(Dataset entries)
_ _ _ _ _ _ _

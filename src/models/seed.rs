//! Seed data: the static table of program pages to crawl.
//!
//! The seed table is an explicit value loaded from TOML (or defaults) and
//! passed into the pipeline, never module-level global state.

use std::collections::HashSet;
use std::fs;
use std::path::Path;

use serde::{Deserialize, Serialize};

use crate::error::{AppError, Result};
use crate::models::ProgramType;

/// Root seed data structure listing the program pages to crawl.
#[derive(Debug, Clone, Serialize, Deserialize)]
pub struct Seed {
    /// Program catalogue entries
    pub programs: Vec<ProgramSeed>,
}

/// One entry in the program URL table.
#[derive(Debug, Clone, Serialize, Deserialize)]
pub struct ProgramSeed {
    /// Globally unique program key (idempotency key for persistence)
    pub key: String,

    /// Display name
    pub name: String,

    /// Kind of offering
    pub program_type: ProgramType,

    /// Owning faculty
    #[serde(default)]
    pub faculty: String,

    /// eCalendar path, resolved against the configured base URL
    pub path: String,
}

impl ProgramSeed {
    /// Resolve this entry's page URL against a base URL.
    ///
    /// Absolute paths in the seed table are taken as-is.
    pub fn url(&self, base_url: &str) -> String {
        if self.path.starts_with("http://") || self.path.starts_with("https://") {
            return self.path.clone();
        }
        crate::utils::resolve(base_url, &self.path).unwrap_or_else(|| self.path.clone())
    }
}

impl Seed {
    /// Load seed data from a TOML file.
    pub fn load(path: impl AsRef<Path>) -> Result<Self> {
        let content = fs::read_to_string(path)?;
        Ok(toml::from_str(&content)?)
    }

    /// Load seed data or return the default table if loading fails.
    pub fn load_or_default(path: impl AsRef<Path>) -> Self {
        Self::load(&path).unwrap_or_else(|e| {
            log::warn!(
                "Seed load failed from {:?}: {}. Using default table.",
                path.as_ref(),
                e
            );
            Self::default()
        })
    }

    /// Validate that the seed table is usable.
    pub fn validate(&self) -> Result<()> {
        if self.programs.is_empty() {
            return Err(AppError::validation("No programs defined in seed data"));
        }
        let mut keys = HashSet::new();
        for entry in &self.programs {
            if entry.key.trim().is_empty() {
                return Err(AppError::validation("Program seed with empty key"));
            }
            if !keys.insert(entry.key.as_str()) {
                return Err(AppError::validation(format!(
                    "Duplicate program key: {}",
                    entry.key
                )));
            }
            if entry.path.trim().is_empty() {
                return Err(AppError::validation(format!(
                    "Program {} has an empty path",
                    entry.key
                )));
            }
        }
        Ok(())
    }
}

impl Default for Seed {
    fn default() -> Self {
        let entry = |key: &str, name: &str, program_type: ProgramType, faculty: &str, path: &str| {
            ProgramSeed {
                key: key.to_string(),
                name: name.to_string(),
                program_type,
                faculty: faculty.to_string(),
                path: path.to_string(),
            }
        };

        Self {
            programs: vec![
                entry(
                    "cs_major",
                    "Computer Science (B.Sc. Major)",
                    ProgramType::Major,
                    "Science",
                    "/study/faculties/science/undergraduate/programs/bachelor-science-bsc-major-computer-science",
                ),
                entry(
                    "cs_minor",
                    "Computer Science (B.Sc. Minor)",
                    ProgramType::Minor,
                    "Science",
                    "/study/faculties/science/undergraduate/programs/bachelor-science-bsc-minor-computer-science",
                ),
                entry(
                    "cs_honours",
                    "Computer Science (B.Sc. Honours)",
                    ProgramType::Honours,
                    "Science",
                    "/study/faculties/science/undergraduate/programs/bachelor-science-bsc-honours-computer-science",
                ),
                entry(
                    "math_major",
                    "Mathematics (B.Sc. Major)",
                    ProgramType::Major,
                    "Science",
                    "/study/faculties/science/undergraduate/programs/bachelor-science-bsc-major-mathematics",
                ),
                entry(
                    "soci_minor",
                    "Sociology (B.A. Minor)",
                    ProgramType::Minor,
                    "Arts",
                    "/study/faculties/arts/undergraduate/programs/bachelor-arts-ba-minor-sociology",
                ),
                entry(
                    "psyc_major",
                    "Psychology (B.A. Major)",
                    ProgramType::Major,
                    "Arts",
                    "/study/faculties/arts/undergraduate/programs/bachelor-arts-ba-major-psychology",
                ),
            ],
        }
    }
}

_ _ _ _ _ _ _

* [Instructions to follow]: Your answer must be a single number: how many lines of the entries above contain the string "validation".

* [Problem solution]: 4